> _Task to complete_: Transcribe exactly every line from the one containing "use crate::error::BrickResult;" down to the final line of the listing below, including both, and leave out the rest.

> _Entries supplied_:
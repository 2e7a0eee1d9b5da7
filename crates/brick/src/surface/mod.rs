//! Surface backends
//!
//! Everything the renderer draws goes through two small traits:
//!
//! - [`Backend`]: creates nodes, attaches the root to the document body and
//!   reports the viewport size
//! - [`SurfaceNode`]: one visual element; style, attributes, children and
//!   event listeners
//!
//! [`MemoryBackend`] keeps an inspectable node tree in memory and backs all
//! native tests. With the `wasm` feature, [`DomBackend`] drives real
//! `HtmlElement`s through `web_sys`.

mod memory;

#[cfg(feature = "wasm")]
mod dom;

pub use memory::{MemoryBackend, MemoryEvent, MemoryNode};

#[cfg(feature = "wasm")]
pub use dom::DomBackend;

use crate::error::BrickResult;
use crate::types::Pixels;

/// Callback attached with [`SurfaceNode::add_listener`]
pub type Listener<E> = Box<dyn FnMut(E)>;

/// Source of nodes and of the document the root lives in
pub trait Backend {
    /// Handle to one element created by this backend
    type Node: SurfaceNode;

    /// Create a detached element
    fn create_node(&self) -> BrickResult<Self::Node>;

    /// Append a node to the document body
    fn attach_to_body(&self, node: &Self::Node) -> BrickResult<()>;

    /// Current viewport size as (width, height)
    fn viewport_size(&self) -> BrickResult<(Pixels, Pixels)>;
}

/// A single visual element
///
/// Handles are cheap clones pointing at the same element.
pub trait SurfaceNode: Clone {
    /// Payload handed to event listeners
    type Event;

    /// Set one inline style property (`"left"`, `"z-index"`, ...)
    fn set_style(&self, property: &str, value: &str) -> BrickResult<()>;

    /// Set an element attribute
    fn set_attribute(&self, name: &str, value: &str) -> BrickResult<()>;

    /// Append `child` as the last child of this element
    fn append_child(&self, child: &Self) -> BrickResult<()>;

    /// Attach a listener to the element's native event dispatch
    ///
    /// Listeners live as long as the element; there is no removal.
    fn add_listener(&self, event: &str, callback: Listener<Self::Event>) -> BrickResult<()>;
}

> _Exercise solution_:
use crate::error::BrickResult;
use crate::types::Pixels;

/// Callback attached with [`SurfaceNode::add_listener`]
pub type Listener<E> = Box<dyn FnMut(E)>;

/// Source of nodes and of the document the root lives in
pub trait Backend {
    /// Handle to one element created by this backend
    type Node: SurfaceNode;

    /// Create a detached element
    fn create_node(&self) -> BrickResult<Self::Node>;

    /// Append a node to the document body
    fn attach_to_body(&self, node: &Self::Node) -> BrickResult<()>;

    /// Current viewport size as (width, height)
    fn viewport_size(&self) -> BrickResult<(Pixels, Pixels)>;
}

/// A single visual element
///
/// Handles are cheap clones pointing at the same element.
pub trait SurfaceNode: Clone {
    /// Payload handed to event listeners
    type Event;

    /// Set one inline style property (`"left"`, `"z-index"`, ...)
    fn set_style(&self, property: &str, value: &str) -> BrickResult<()>;

    /// Set an element attribute
    fn set_attribute(&self, name: &str, value: &str) -> BrickResult<()>;

    /// Append `child` as the last child of this element
    fn append_child(&self, child: &Self) -> BrickResult<()>;

    /// Attach a listener to the element's native event dispatch
    ///
    /// Listeners live as long as the element; there is no removal.
    fn add_listener(&self, event: &str, callback: Listener<Self::Event>) -> BrickResult<()>;
}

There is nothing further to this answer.